Lake Burley Griffin, East Basin. With sign "Warning - All uses of the lake prohibited until further notice - Water quality monitoring has detected high levels of Algae"
Lake Burley Griffin, East Basin. With sign "Warning - All uses of the lake prohibited until further notice - Water quality monitoring has detected high levels of Algae" — Photo: Grahamec | CC BY-SA 3.0

Lake Burley Griffin

Reservoirs in the Australian Capital TerritoryLandmarks in CanberraTourist attractions in Canberra1964 establishments in AustraliaWalter Burley Griffin
4 min read

For fifty years it existed only as a shape on a drawing. Walter Burley Griffin sketched a great ornamental lake at the centre of his 1912 plan for Canberra, its basins arranged so the city's axes would line up with the surrounding hills. But the water did not come. Through two world wars, the Depression, decades of political wrangling and Griffin's own departure in 1920, the Molonglo River wandered through farmland where the lake was meant to gleam, and Canberra was mocked as "several suburbs in search of a city." When the dam gates finally closed in September 1963, a drought refused to cooperate, and the basin sat stubbornly half-empty.
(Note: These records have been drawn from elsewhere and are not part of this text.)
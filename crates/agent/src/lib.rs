//! Processing graph for the Hermes sales assistant
//!
//! Features:
//! - Keyword-based interest scoring
//! - LLM intent classification with tolerant JSON parsing
//! - Knowledge retrieval through the core search traits
//! - Staged data collection (email, business, requirements, preferences)
//! - Explicit node FSM with per-call timeouts and retries
//! - Execution logging shared across turns

pub mod actions;
pub mod collection;
pub mod execution_log;
pub mod graph;
pub mod intent;
pub mod interest;

pub use actions::derive_next_actions;
pub use collection::{advance_stage, extract_collected_data, fallback_question};
pub use execution_log::{CorrelationToken, ExecutionLogger, ExecutionRecord, NodeOutput};
pub use graph::{format_history, next_node, Collaborators, GraphNode, GraphOptions, HermesGraph};
pub use intent::{intent_search_terms, parse_intent_response};
pub use interest::{assess_interest, classify_level, compute_score, derive_signals, signal_weight};

use thiserror::Error;

/// Agent errors
#[derive(Error, Debug)]
pub enum AgentError {
    #[error("Invalid state: {0}")]
    InvalidState(String),

    #[error("Intent parse error: {0}")]
    IntentParse(String),

    #[error("Node {node} failed: {message}")]
    Node { node: String, message: String },

    #[error(transparent)]
    Core(#[from] hermes_core::Error),
}

impl From<AgentError> for hermes_core::Error {
    fn from(err: AgentError) -> Self {
        match err {
            AgentError::Core(inner) => inner,
            AgentError::InvalidState(message) => hermes_core::Error::Validation(message),
            other => hermes_core::Error::Llm(other.to_string()),
        }
    }
}
//! ScyllaDB schema creation

use crate::error::PersistenceError;
use scylla::Session;

/// Create the keyspace if it doesn't exist
pub async fn create_keyspace(
    session: &Session,
    keyspace: &str,
    replication_factor: u8,
) -> Result<(), PersistenceError> {
    let query = format!(
        "CREATE KEYSPACE IF NOT EXISTS {} WITH replication = {{'class': 'SimpleStrategy', 'replication_factor': {}}}",
        keyspace, replication_factor
    );

    session
        .query_unpaged(query, &[])
        .await
        .map_err(|e| PersistenceError::SchemaError(format!("Failed to create keyspace: {}", e)))?;

    Ok(())
}

/// Create all required tables
pub async fn create_tables(session: &Session, keyspace: &str) -> Result<(), PersistenceError> {
    // One partition per conversation, turns ordered oldest first; turn_id
    // keeps two turns written in the same millisecond apart
    let conversations_table = format!(
        r#"
        CREATE TABLE IF NOT EXISTS {}.conversations (
            conversation_id TEXT,
            created_at BIGINT,
            turn_id UUID,
            user_message TEXT,
            bot_response TEXT,
            user_ip TEXT,
            intent TEXT,
            lead_score INT,
            collection_stage TEXT,
            collected_data_json TEXT,
            PRIMARY KEY ((conversation_id), created_at, turn_id)
        ) WITH CLUSTERING ORDER BY (created_at ASC, turn_id ASC)
    "#,
        keyspace
    );

    session
        .query_unpaged(conversations_table, &[])
        .await
        .map_err(|e| {
            PersistenceError::SchemaError(format!("Failed to create conversations table: {}", e))
        })?;

    Ok(())
}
Not until April 1964 did the rains arrive to fill it.

A Prime Minister's Obsession

The lake might never have happened without Robert Menzies. Australia's longest-serving prime minister had once regarded the unfinished capital as a national embarrassment, and over time his contempt curdled into a kind of crusade. He sacked two ministers he felt lacked intensity for the job. He created a powerful new development commission, blocked schemes that strayed from Griffin's intent, and denounced the "moaning" of the project's opponents. When the lake was at last inaugurated on 17 October 1964 amid fireworks and a flotilla of sailing boats, the obvious gesture would have been to name it for Menzies himself - and it was proposed. He refused. He insisted it carry the name of Griffin, the architect who had imagined it and never lived to see it fill.

Engineering an Ornament

Beneath its placid surface, the lake is a feat of engineering. It stretches 11 kilometres long and as much as 1.2 kilometres wide, holding some 33 million cubic metres of water against the 33-metre wall of Scrivener Dam - named for Charles Scrivener, the surveyor who chose Canberra's site in 1909 partly because the land could be flooded "for ornamental purposes at reasonable cost." The dam is built to withstand a flood of the kind expected once in five thousand years. Crews dug the entire lakebed at least two metres deep, both to clear boat keels and to discourage mosquitoes and weeds. In times of drought, water can be released from the Googong Dam upstream to keep the level steady. It is, in the end, an artificial body of water pretending convincingly to be a natural one.

The Shore of a Nation

Griffin wanted the lake to be the foreground of the capital, and so it became. Along its edges rose the institutions of the country: the National Library opened in 1968, the High Court and the National Gallery followed around 1980, and in 1988 the new Parliament House crowned Capital Hill behind them. On Queen Elizabeth II Island stands the National Carillon, originally fifty-three bronze bells given by Britain for the city's fiftieth anniversary and since expanded to fifty-seven, their music drifting across the water. The Captain Cook Memorial Jet can throw a column of spray more than a hundred metres into the air. Black swans gather on the East Basin in flotillas, and the murky water hides Murray cod and golden perch stocked to revive the river's depleted runs.

Twenty-Five Kilometres of Edge

To Canberrans the lake is less a monument than a backyard. A shared path runs almost the full 40-kilometre shoreline, broken into three loops by the two great bridges, so a runner or cyclist can take on the 3.7-kilometre "bridge to bridge" or the full circuit of roughly 32 kilometres. Rowers slice across the calm of early morning; sailors, paddleboarders and dragon-boat crews share the water on weekends. Each spring, Floriade - the largest flower festival in the country - blankets the lakeside Commonwealth Park in a million blooms. Swimming has grown rarer, discouraged by cold water and the blue-green algae that bloom in warm spells. Still, on a clear Canberra evening, the whole improbable, long-delayed vision finally makes sense.

From the Air

Lake Burley Griffin lies at the centre of Canberra, around -35.2933, 149.1139, at a surface level near 556 m above sea level. From the air it is the city's defining feature: an 11 km irregular sheet of water, widest in the west, narrowing through the Central Basin where the dead-straight land axis of Anzac Parade crosses it between the War Memorial and Parliament House. Scrivener Dam closes the western end; the Captain Cook Memorial Jet plumes from the Central Basin. Two bridges - Commonwealth Avenue and Kings Avenue - frame the Parliamentary Triangle on the south shore. Best viewed at 1,500-3,000 ft AGL. Note the restricted airspace over the Triangle and Canberra Airport's (YSCB / CBR) control zone about 5-6 km east. Black Mountain and its tower rise on the lake's northwest flank.